Election 2020: Trump Campaign Lawsuits, Explained
President Trump and his allies have filed lawsuits alleging election irregularities or improper ballot-counting procedures in five states where President-elect Joe Biden leads.
Some suits seek to delay state officials from certifying final results, a rare step that judges likely would be reluctant to take without proof of irregularities significant enough to change the election outcome, according to legal analysts. Judges have rejected several Trump campaign and allied claims.
Here is a state-by-state guide to the lawsuits:
Republican Party of Pennsylvania v. Boockvar (link)
A lawsuit filed by Pennsylvania Republicans in July reached the U.S. Supreme Court in recent weeks. A 4-4 order let stand a state Supreme Court decision allowing officials to count mail-in ballots received up to three days after Election Day.
The court refused Republicans’ second request to hear the case before Election Day, but left open the possibility for postelection litigation.
Justice Samuel Alito, who backed the Pennsylvania Republicans’ position and voted to overturn the Pennsylvania Supreme Court decision, suggested in a statement accompanying the order that considering those mail-in votes valid would allow state courts to undercut election rules set by the state’s GOP-controlled legislature. Pennsylvania Secretary of State Kathy Boockvar directed county election boards to separate ballots received after Nov. 3.
支持宾夕法尼亚州共和党立场并投票推翻宾夕法尼亚州最高法院裁决的大法官塞缪尔·阿利托(Samuel Alito)在一份随命令一起发布的声明中表示，认为这些邮寄选票有效将允许州法院削弱该州共和党控制的立法机构制定的选举规则。宾夕法尼亚州国务卿凯西·布克瓦(Kathy Boockvar)指示县选举委员会将11月3日之后收到的选票分开。
On Nov. 4, the Trump campaign asked for permission to participate in the case.
Status: The U.S. Supreme Court hasn’t yet said whether it will hear the appeal or allow the Trump campaign to join the suit. About 10,000 ballots arrived during the three days after Election Day, far below the margin of Mr. Biden’s lead of more than 45,000 votes. Even if the Supreme Court heard the case and threw out every ballot received during the extension, Mr. Biden would still lead.
Donald J. Trump for President v. Boockvar (link)
The Trump campaign and Republican National Committee filed a petition in state court on Nov. 4, challenging Ms. Boockvar’s deadline extension for absentee voters to provide missing proof of identification. The suit asked a judge to segregate and not count those ballots.
Ms. Boockvar called the lawsuit a “last gasp attempt to prevent legitimate votes from being counted.”

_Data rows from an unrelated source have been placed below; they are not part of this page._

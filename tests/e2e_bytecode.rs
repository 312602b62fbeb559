//! End-to-end tests for the compile + VM execution path.

use wisp::bytecode::{disassemble, make, CompileError, Compiler, Opcode, Vm};
use wisp::parser::Parser;
use wisp::value::Value;

fn compile(input: &str) -> Compiler {
    let mut parser = Parser::new(input);
    let program = parser.parse_program();
    assert!(parser.errors.is_empty(), "parse errors: {:?}", parser.errors);
    let mut compiler = Compiler::new();
    compiler.compile(&program).expect("compile should succeed");
    compiler
}

#[test]
fn one_plus_two_runs_to_three_on_the_vm() {
    let compiler = compile("1 + 2");
    let mut vm = Vm::new(compiler.instructions().clone(), compiler.constants().to_vec());
    vm.run().expect("vm run should succeed");
    assert!(matches!(vm.last_popped_stack_elem(), Some(Value::Integer(3))));
}

#[test]
fn unsupported_operator_is_a_compile_error() {
    let mut parser = Parser::new("1 * 2");
    let program = parser.parse_program();
    let mut compiler = Compiler::new();
    let err: CompileError = compiler.compile(&program).unwrap_err();
    assert_eq!(err.message, "unknown operator *");
}

#[test]
fn make_constant_roundtrips_to_the_reference_bytes() {
    let instruction = make(Opcode::Constant, &[65534]);
    assert_eq!(instruction, vec![Opcode::Constant.byte(), 0xFF, 0xFE]);
}

#[test]
fn disassembly_renders_one_instruction_per_line() {
    let compiler = compile("1 + 2");
    let text = disassemble(compiler.instructions());
    assert_eq!(text, "0000 OpConstant 0\n0003 OpConstant 1\n0006 OpAdd\n");
}
//! AST-to-bytecode compiler.
//!
//! Walks the same [`crate::ast`] the tree-walking evaluator does, but rather
//! than computing values directly, emits an [`Instructions`] stream plus a
//! constant pool for the [`super::vm::Vm`] to execute. Only integer literals
//! and `+` emit any code; every other AST form silently produces nothing —
//! only an unsupported infix *operator* is a compile error.

use std::fmt;

use super::code::{make, Instructions, Opcode};
use crate::ast::{Expr, ExprKind, Program, Stmt, StmtKind};
use crate::value::Value;

#[derive(Debug, Clone, PartialEq, Eq)]
pub struct CompileError {
    pub message: String,
}

impl CompileError {
    fn unknown_operator(operator: &str) -> Self {
        CompileError {
            message: format!("unknown operator {operator}"),
        }
    }
}

impl fmt::Display for CompileError {
    fn fmt(&self, f: &mut fmt::Formatter<'_>) -> fmt::Result {
        write!(f, "{}", self.message)
    }
}

impl std::error::Error for CompileError {}

#[derive(Default)]
pub struct Compiler {
    instructions: Instructions,
    constants: Vec<Value>,
}

impl Compiler {
    pub fn new() -> Self {
        Compiler::default()
    }

    pub fn compile(&mut self, program: &Program) -> Result<(), CompileError> {
        for stmt in &program.statements {
            self.compile_statement(stmt)?;
        }
        Ok(())
    }

    pub fn instructions(&self) -> &Instructions {
        &self.instructions
    }

    pub fn constants(&self) -> &[Value] {
        &self.constants
    }

    fn compile_statement(&mut self, stmt: &Stmt) -> Result<(), CompileError> {
        match &stmt.kind {
            StmtKind::Expr(expr) => self.compile_expression(expr),
            // Unmatched statement forms emit no code, same as the reference
            // compiler's switch with no default case.
            StmtKind::Let { .. } | StmtKind::Return { .. } => Ok(()),
            StmtKind::Block(block) => {
                for stmt in &block.statements {
                    self.compile_statement(stmt)?;
                }
                Ok(())
            }
        }
    }

    fn compile_expression(&mut self, expr: &Expr) -> Result<(), CompileError> {
        match &expr.kind {
            ExprKind::IntLit(value) => {
                let constant = self.add_constant(Value::Integer(*value));
                self.emit(Opcode::Constant, &[constant]);
                Ok(())
            }
            ExprKind::Infix {
                left,
                operator,
                right,
            } => {
                self.compile_expression(left)?;
                self.compile_expression(right)?;
                match operator.as_str() {
                    "+" => {
                        self.emit(Opcode::Add, &[]);
                        Ok(())
                    }
                    other => Err(CompileError::unknown_operator(other)),
                }
            }
            // Every other expression form emits no code — this is the
            // boundary of the minimal bytecode back-end, not an error.
            _ => Ok(()),
        }
    }

    fn add_constant(&mut self, value: Value) -> usize {
        self.constants.push(value);
        self.constants.len() - 1
    }

    fn emit(&mut self, op: Opcode, operands: &[usize]) -> usize {
        let position = self.instructions.len();
        self.instructions.extend(make(op, operands));
        position
    }
}

#[cfg(test)]
mod tests {
    use super::*;
    use crate::parser::Parser;

    fn compile_input(input: &str) -> Compiler {
        let mut parser = Parser::new(input);
        let program = parser.parse_program();
        assert!(parser.errors.is_empty(), "parse errors: {:?}", parser.errors);
        let mut compiler = Compiler::new();
        compiler.compile(&program).expect("compile should succeed");
        compiler
    }

    #[test]
    fn compiles_integer_addition() {
        let compiler = compile_input("1 + 2");
        assert!(matches!(compiler.constants(), [Value::Integer(1), Value::Integer(2)]));
        let mut expected = make(Opcode::Constant, &[0]);
        expected.extend(make(Opcode::Constant, &[1]));
        expected.extend(make(Opcode::Add, &[]));
        assert_eq!(compiler.instructions(), &expected);
    }

    #[test]
    fn unsupported_operator_is_a_compile_error() {
        let mut parser = Parser::new("1 - 2");
        let program = parser.parse_program();
        let mut compiler = Compiler::new();
        let err = compiler.compile(&program).unwrap_err();
        assert_eq!(err.message, "unknown operator -");
    }

    #[test]
    fn let_statement_compiles_to_no_code() {
        let compiler = compile_input("let x = 1;");
        assert!(compiler.instructions().is_empty());
        assert!(compiler.constants().is_empty());
    }

    #[test]
    fn unhandled_expression_forms_compile_to_no_code() {
        let compiler = compile_input("foobar");
        assert!(compiler.instructions().is_empty());
    }
}
//! Lexical scope chain used by the tree-walking evaluator.
//!
//! An [`Environment`] maps names to values and optionally points at an outer
//! scope. Lookup walks outward; `let` always binds in the current scope. A
//! closure captures the `Env` active at its definition site by sharing it
//! (see [`crate::value::FunctionValue`]) — since nothing mutates a binding
//! after `let`, this is safe without any cycle-breaking machinery.

use std::cell::RefCell;
use std::collections::HashMap;
use std::rc::Rc;

use crate::value::Value;

/// A reference-counted, interior-mutable handle to an [`Environment`],
/// cheap to clone and share across closures.
pub type Env = Rc<RefCell<Environment>>;

#[derive(Debug)]
pub struct Environment {
    store: HashMap<String, Value>,
    outer: Option<Env>,
}

impl Environment {
    pub fn new() -> Env {
        Rc::new(RefCell::new(Environment {
            store: HashMap::new(),
            outer: None,
        }))
    }

    pub fn new_enclosed(outer: Env) -> Env {
        Rc::new(RefCell::new(Environment {
            store: HashMap::new(),
            outer: Some(outer),
        }))
    }

    pub fn get(&self, name: &str) -> Option<Value> {
        if let Some(value) = self.store.get(name) {
            return Some(value.clone());
        }
        self.outer.as_ref().and_then(|outer| outer.borrow().get(name))
    }

    pub fn set(&mut self, name: impl Into<String>, value: Value) {
        self.store.insert(name.into(), value);
    }
}

#[cfg(test)]
mod tests {
    use super::*;

    #[test]
    fn lookup_finds_binding_in_current_scope() {
        let env = Environment::new();
        env.borrow_mut().set("x", Value::Integer(5));
        assert!(matches!(env.borrow().get("x"), Some(Value::Integer(5))));
    }

    #[test]
    fn lookup_walks_outward_to_enclosing_scope() {
        let outer = Environment::new();
        outer.borrow_mut().set("x", Value::Integer(5));
        let inner = Environment::new_enclosed(outer);
        assert!(matches!(inner.borrow().get("x"), Some(Value::Integer(5))));
    }

    #[test]
    fn inner_binding_shadows_outer_without_mutating_it() {
        let outer = Environment::new();
        outer.borrow_mut().set("x", Value::Integer(5));
        let inner = Environment::new_enclosed(outer.clone());
        inner.borrow_mut().set("x", Value::Integer(10));

        assert!(matches!(inner.borrow().get("x"), Some(Value::Integer(10))));
        assert!(matches!(outer.borrow().get("x"), Some(Value::Integer(5))));
    }

    #[test]
    fn missing_binding_is_none() {
        let env = Environment::new();
        assert!(env.borrow().get("missing").is_none());
    }
}
//! `ariadne`-rendered span reports for the `run <file>` command. The
//! interactive REPL never uses this — it prints the plain tab-prefixed
//! lines the wire format specifies instead.

use ariadne::{Color, Config, IndexType, Label, Report, ReportKind, Source};

use wisp::parser::ParseError;

pub(crate) fn report_parse_errors(filename: &str, source: &str, errors: &[ParseError]) {
    for error in errors {
        let span_range = error.span.start..error.span.end;
        let result = Report::build(ReportKind::Error, (filename, span_range.clone()))
            .with_config(Config::default().with_index_type(IndexType::Byte))
            .with_message(&error.message)
            .with_label(
                Label::new((filename, span_range))
                    .with_message(&error.message)
                    .with_color(Color::Red),
            )
            .finish()
            .eprint((filename, Source::from(source)));

        if let Err(report_err) = result {
            eprintln!(
                "Error: {} (at {}:{})",
                error.message, error.span.line, error.span.column
            );
            eprintln!("(Failed to display detailed error report: {report_err})");
        }
    }
}

pub(crate) fn report_plain(label: &str, message: impl std::fmt::Display) {
    eprintln!("{label}:\n {message}");
}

Status: On Nov. 12, the Pennsylvania Commonwealth Court ruled that Ms. Boockvar lacked statutory authority to extend the deadline and ordered the ballots be segregated and not counted.
Donald J. Trump for President v. Boockvar (link)
The Trump campaign filed a federal lawsuit on Nov. 9 against Ms. Boockvar and seven county election boards including Allegheny and Philadelphia, alleging that poll observers were kept too far away from vote counters, that voters in Republican- and Democratic-majority counties received different treatment during the election, and that mail-in and in-person ballots were given different scrutiny, in potential violation of the Constitution. The suit asked a judge to block officials from certifying the election results.
Election officials have said they followed the state’s election code.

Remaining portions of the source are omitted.